--- Information supplied ---
//! Entrypoint of the kinesis_consumer binary

use dotenvy::dotenv;
use kinesis_consumer_clap_blocks::{logging::LoggingConfig, runtime::TokioRuntimeConfig};

mod commands {
    pub(crate) mod common;
    pub(crate) mod run;
    pub(crate) mod seed;
}

enum ReturnCode {
    Failure = 1,
}

#[derive(Debug, clap::Parser)]
#[clap(
    name = "kinesis_consumer",
    version,
    about = "Consume a Kinesis data stream shard by shard",
    long_about = r#"Consume a Kinesis data stream shard by shard

Every shard is read by its own task. Records are printed once they have been handled in batches,
and progress is checkpointed per shard so a restarted consumer resumes where it left off.

Examples:
    # Consume a stream, keeping checkpoints in a local directory
    kinesis_consumer run --app-name my_app --stream-name userStream --checkpoint-store file --checkpoint-dir ~/.kinesis_consumer

    # Publish the lines of a file to a stream
    kinesis_consumer seed --stream-name userStream --file users.txt

    # Consume with debug logging
    kinesis_consumer run -vv --app-name my_app --stream-name userStream
"#
)]
struct Config {
    #[clap(flatten)]
    runtime_config: TokioRuntimeConfig,

    #[clap(subcommand)]
    command: Option<Command>,
}

#[derive(Debug, clap::Parser)]
enum Command {
    /// Consume a stream and print its records to stdout
    ///
    /// Checkpoints are kept in memory unless `--checkpoint-store file` is given, so progress is
    /// lost on exit by default.
    Run(commands::run::Config),

    /// Publish the lines of a file as records to a stream
    Seed(commands::seed::Config),
}

fn main() -> Result<(), std::io::Error> {
    // load all environment variables from .env before doing anything
    load_dotenv();

    let config: Config = clap::Parser::parse();

    let tokio_runtime = config.runtime_config.builder()?.build()?;

    tokio_runtime.block_on(async move {
        match config.command {
            None => println!("command required, -h/--help for help"),
            Some(Command::Run(config)) => {
                init_logs(&config.logging_config);
                if let Err(e) = commands::run::command(config).await {
                    eprintln!("Run command failed: {e}");
                    std::process::exit(ReturnCode::Failure as _)
                }
            }
            Some(Command::Seed(config)) => {
                init_logs(&config.logging_config);
                if let Err(e) = commands::seed::command(config).await {
                    eprintln!("Seed command failed: {e}");
                    std::process::exit(ReturnCode::Failure as _)
                }
            }
        }
    });

    Ok(())
}

/// Source the .env file before initialising the Config struct - this sets
/// any envs in the file, which the Config struct then uses.
///
/// Precedence is given to existing env variables.
fn load_dotenv() {
    match dotenv() {
        Ok(_) => {}
        Err(dotenvy::Error::Io(err)) if err.kind() == std::io::ErrorKind::NotFound => {
            // Ignore this - a missing env file is not an error, defaults will
            // be applied when initialising the Config struct.
        }
        Err(e) => {
            eprintln!("FATAL Error loading config from: {e}");
            eprintln!("Aborting");
            std::process::exit(ReturnCode::Failure as _);
        }
    };
}

fn init_logs(config: &LoggingConfig) {
    if let Err(e) = config.install_global_subscriber() {
        eprintln!("Initializing logs failed: {e}");
        std::process::exit(ReturnCode::Failure as _);
    }
}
---
* _What to work on_
Determine the number of lines in the entries that hold "Some". Reply with that number only.

* _Your response_
2